_Instructions for the task_. Exactly as written, copy the lines of the data below from the first through the one containing "pub struct TreeBuilder".

_Stored data_.
"""

//! Structured script values exchanged between the interpreter and the dispatcher.

use efly_facade::explore::ObjectExplorer;

/// Maximum result-tree depth the interpreter will serialize.
pub const MAX_RESULT_DEPTH: usize = 128;

/// One value in a script result tree or a captured nested-call reply.
#[derive(Debug, Clone, PartialEq)]
pub enum ScriptValue {
    /// Missing value.
    Nil,
    /// Boolean.
    Bool(bool),
    /// Integer.
    Int(i64),
    /// Double.
    Double(f64),
    /// Binary string.
    Bytes(Vec<u8>),
    /// Status (`+OK` style).
    Status(String),
    /// Error.
    Error(String),
    /// Array of child values.
    Array(Vec<ScriptValue>),
}

impl ScriptValue {
    /// Depth of the deepest nesting in this value.
    #[must_use]
    pub fn depth(&self) -> usize {
        match self {
            Self::Array(items) => 1 + items.iter().map(Self::depth).max().unwrap_or(0),
            _ => 1,
        }
    }

    /// Walks this value, emitting tree-walker events on `explorer`.
    pub fn explore(&self, explorer: &mut dyn ObjectExplorer) {
        match self {
            Self::Nil => explorer.on_nil(),
            Self::Bool(value) => explorer.on_bool(*value),
            Self::Int(value) => explorer.on_int(*value),
            Self::Double(value) => explorer.on_double(*value),
            Self::Bytes(value) => explorer.on_string(value),
            Self::Status(status) => explorer.on_status(status),
            Self::Error(message) => explorer.on_error(message),
            Self::Array(items) => {
                explorer.on_array_start(u32::try_from(items.len()).unwrap_or(u32::MAX));
                for item in items {
                    item.explore(explorer);
                }
                explorer.on_array_end();
            }
        }
    }
}

/// [`ObjectExplorer`] that rebuilds the event stream into a [`ScriptValue`].
///
/// The capturing reply sink drives this while a nested command runs, so the script observes the
/// reply as one structured value.
#[derive(Debug, Default)]
pub struct TreeBuilder {
    stack: Vec<Vec<ScriptValue>>,
    root: Option<ScriptValue>,
}

impl TreeBuilder {
    /// Creates an empty builder.
    #[must_use]
    pub fn new() -> Self {
        Self::default()
    }

    fn push(&mut self, value: ScriptValue) {
        if let Some(open_array) = self.stack.last_mut() {
            open_array.push(value);
        } else if self.root.is_none() {
            self.root = Some(value);
        }
    }

    /// Takes the finished value, defaulting to nil when nothing was emitted.
    #[must_use]
    pub fn take(&mut self) -> ScriptValue {
        while let Some(items) = self.stack.pop() {
            // Unbalanced arrays are closed as-is.
            self.push(ScriptValue::Array(items));
        }
        self.root.take().unwrap_or(ScriptValue::Nil)
    }
}

impl ObjectExplorer for TreeBuilder {
    fn on_bool(&mut self, value: bool) {
        self.push(ScriptValue::Bool(value));
    }

    fn on_string(&mut self, value: &[u8]) {
        self.push(ScriptValue::Bytes(value.to_vec()));
    }

    fn on_double(&mut self, value: f64) {
        self.push(ScriptValue::Double(value));
    }

    fn on_int(&mut self, value: i64) {
        self.push(ScriptValue::Int(value));
    }

    fn on_array_start(&mut self, _len: u32) {
        self.stack.push(Vec::new());
    }

    fn on_array_end(&mut self) {
        if let Some(items) = self.stack.pop() {
            self.push(ScriptValue::Array(items));
        }
    }

    fn on_nil(&mut self) {
        self.push(ScriptValue::Nil);
    }

    fn on_status(&mut self, status: &str) {
        self.push(ScriptValue::Status(status.to_owned()));
    }

    fn on_error(&mut self, message: &str) {
        self.push(ScriptValue::Error(message.to_owned()));
    }
}

#[cfg(test)]
mod tests {
    use super::{ScriptValue, TreeBuilder};
    use efly_facade::explore::ObjectExplorer;
    use googletest::prelude::*;
    use rstest::rstest;

    #[rstest]
    fn tree_builder_rebuilds_nested_arrays() {
        let mut builder = TreeBuilder::new();
        builder.on_array_start(2);
        builder.on_int(1);
        builder.on_array_start(1);
        builder.on_string(b"x");
        builder.on_array_end();
        builder.on_array_end();

        assert_that!(
            &builder.take(),
            eq(&ScriptValue::Array(vec![
                ScriptValue::Int(1),
                ScriptValue::Array(vec![ScriptValue::Bytes(b"x".to_vec())]),
            ]))
        );
    }

    #[rstest]
    fn tree_builder_defaults_to_nil() {
        let mut builder = TreeBuilder::new();
        assert_that!(&builder.take(), eq(&ScriptValue::Nil));
    }

    #[rstest]
    fn value_depth_counts_nesting() {
        let value = ScriptValue::Array(vec![ScriptValue::Array(vec![ScriptValue::Int(1)])]);
        assert_that!(value.depth(), eq(3_usize));
        assert_that!(ScriptValue::Int(1).depth(), eq(1_usize));
    }
}
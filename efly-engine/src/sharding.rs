//! Key-to-shard routing.
//!
//! Routing honors hash tags: when a key contains a `{...}` section with non-empty content, only
//! that section is hashed. Clients use tags to pin related keys to one shard, which keeps a
//! multi-key transaction or script on a single executor instead of fanning out.

use std::collections::hash_map::DefaultHasher;
use std::hash::{Hash, Hasher};

use efly_common::ids::{ShardCount, ShardId};

/// Maps keys to their owning shard over a fixed shard count.
#[derive(Debug, Clone)]
pub struct KeyRouter {
    shard_count: ShardCount,
}

impl KeyRouter {
    /// Builds a router for the process's shard set.
    #[must_use]
    pub fn new(shard_count: ShardCount) -> Self {
        Self { shard_count }
    }

    /// Returns the owner shard for `key`.
    #[must_use]
    pub fn shard_for_key(&self, key: &[u8]) -> ShardId {
        let mut hasher = DefaultHasher::new();
        routable_part(key).hash(&mut hasher);
        // The modulo keeps the id below the validated non-zero shard count, so the
        // narrowing cast cannot truncate.
        (hasher.finish() % u64::from(self.shard_count.get())) as ShardId
    }
}

/// The hashed portion of a key: the content of the first non-empty `{...}` tag, or the whole
/// key when no usable tag exists.
fn routable_part(key: &[u8]) -> &[u8] {
    let Some(open) = key.iter().position(|byte| *byte == b'{') else {
        return key;
    };
    let tail = &key[open + 1..];
    match tail.iter().position(|byte| *byte == b'}') {
        Some(close) if close > 0 => &tail[..close],
        // `{}` and unterminated tags hash as plain keys.
        _ => key,
    }
}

"""

_Solved problem_.
//! Structured script values exchanged between the interpreter and the dispatcher.

use efly_facade::explore::ObjectExplorer;

/// Maximum result-tree depth the interpreter will serialize.
pub const MAX_RESULT_DEPTH: usize = 128;

/// One value in a script result tree or a captured nested-call reply.
#[derive(Debug, Clone, PartialEq)]
pub enum ScriptValue {
    /// Missing value.
    Nil,
    /// Boolean.
    Bool(bool),
    /// Integer.
    Int(i64),
    /// Double.
    Double(f64),
    /// Binary string.
    Bytes(Vec<u8>),
    /// Status (`+OK` style).
    Status(String),
    /// Error.
    Error(String),
    /// Array of child values.
    Array(Vec<ScriptValue>),
}

impl ScriptValue {
    /// Depth of the deepest nesting in this value.
    #[must_use]
    pub fn depth(&self) -> usize {
        match self {
            Self::Array(items) => 1 + items.iter().map(Self::depth).max().unwrap_or(0),
            _ => 1,
        }
    }

    /// Walks this value, emitting tree-walker events on `explorer`.
    pub fn explore(&self, explorer: &mut dyn ObjectExplorer) {
        match self {
            Self::Nil => explorer.on_nil(),
            Self::Bool(value) => explorer.on_bool(*value),
            Self::Int(value) => explorer.on_int(*value),
            Self::Double(value) => explorer.on_double(*value),
            Self::Bytes(value) => explorer.on_string(value),
            Self::Status(status) => explorer.on_status(status),
            Self::Error(message) => explorer.on_error(message),
            Self::Array(items) => {
                explorer.on_array_start(u32::try_from(items.len()).unwrap_or(u32::MAX));
                for item in items {
                    item.explore(explorer);
                }
                explorer.on_array_end();
            }
        }
    }
}

/// [`ObjectExplorer`] that rebuilds the event stream into a [`ScriptValue`].
///
/// The capturing reply sink drives this while a nested command runs, so the script observes the
/// reply as one structured value.
#[derive(Debug, Default)]
pub struct TreeBuilder {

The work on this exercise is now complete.